The observation of a dual localization of some phosphorylated proteins raised the question of which of the target proteins were actually membrane-associated. To determine which of the phosphorylated proteins were truly membrane associated we performed an experiment in which membranes were first phosphorylated with membrane release kinase and then the membranes were recovered by flotation (Fig.5C). Under these conditions, we observed that the majority of the target proteins, including those contained initially in the Mono Q fraction, now cofractionated with the membranes, indicating they were truly membrane-associated proteins. Taken together we conclude from these data, that membrane release kinase as well as its target proteins can be located in the cytosol as well as on the membrane vesicles.
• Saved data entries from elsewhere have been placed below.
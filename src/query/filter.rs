//! Predicate filtering for selector evaluation
//!
//! Exact match only: no type coercion, no expressions.

use serde_json::Value;

use super::selector::Predicate;

/// Evaluates equality predicates against documents
pub struct PredicateFilter;

impl PredicateFilter {
    /// Checks if a document matches all predicates (AND semantics)
    pub fn matches(document: &Value, predicates: &[Predicate]) -> bool {
        predicates
            .iter()
            .all(|pred| Self::matches_predicate(document, pred))
    }

    fn matches_predicate(document: &Value, predicate: &Predicate) -> bool {
        let field_value = match document.get(&predicate.field) {
            Some(v) => v,
            None => return false, // Missing field = no match
        };

        // Null values never match
        if field_value.is_null() {
            return false;
        }

        field_value == &predicate.value
    }
}

#[cfg(test)]
mod tests {
    use super::*;
    use serde_json::json;

    #[test]
    fn test_equality_match() {
        let doc = json!({"email": "ana@x.io", "recipients": 30});

        let pred = Predicate::eq("email", json!("ana@x.io"));
        assert!(PredicateFilter::matches(&doc, &[pred]));

        let pred = Predicate::eq("email", json!("bob@x.io"));
        assert!(!PredicateFilter::matches(&doc, &[pred]));
    }

    #[test]
    fn test_no_type_coercion() {
        let doc = json!({"recipients": 123});

        // String "123" should NOT match integer 123
        let pred = Predicate::eq("recipients", json!("123"));
        assert!(!PredicateFilter::matches(&doc, &[pred]));

        let pred = Predicate::eq("recipients", json!(123));
        assert!(PredicateFilter::matches(&doc, &[pred]));
    }

    #[test]
    fn test_case_sensitive() {
        let doc = json!({"email": "ana@x.io"});
        let pred = Predicate::eq("email", json!("ANA@x.io"));
        assert!(!PredicateFilter::matches(&doc, &[pred]));
    }

    #[test]
    fn test_missing_field_no_match() {
        let doc = json!({"name": "Ana"});

        let pred = Predicate::eq("email", json!("ana@x.io"));
        assert!(!PredicateFilter::matches(&doc, &[pred]));
    }

    #[test]
    fn test_null_value_no_match() {
        let doc = json!({"lastLogin": null});

        let pred = Predicate::eq("lastLogin", json!(null));
        assert!(!PredicateFilter::matches(&doc, &[pred]));
    }

    #[test]
    fn test_no_predicates_matches_everything() {
        assert!(PredicateFilter::matches(&json!({}), &[]));
    }
}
Release Activity Can Be Extracted from Membranes by High Salt Treatment

In the previous section we presented data that pointed to a dual localization of membrane release activity in the cytosol as well as on membranes. To directly address this question, we prepared extracts from membranes by high salt treatment. After dialysis into assay buffer, the salt extract was employed instead of cytosolic fractions in the membrane release assay. Membrane release activity in the salt extract was indeed observed when ATP and okadaic acid were present (Fig.6). Moreover, membrane release was inhibited by the kinase inhibitor DMAP. Simple dissociation of membranes from chromatin due to insufficient dialysis can be excluded because the observed activity in the salt extract was heat-labile (not shown). Thus, membrane release activity derived from cytosol and membrane release activity derived from membranes display the same characteristics. Further purification will be required to answer the question of whether both kinases are actually identical. It should be noted that dependence of membrane release on okadaic acid in salt extracts was batch-dependent, and some extracts were obtained where no phosphatase inhibitor was required in membrane release experiments. The requirement for phosphatase inhibitors indicates that not only the regulatory kinase but also the regulatory phosphatase can be membrane-associated.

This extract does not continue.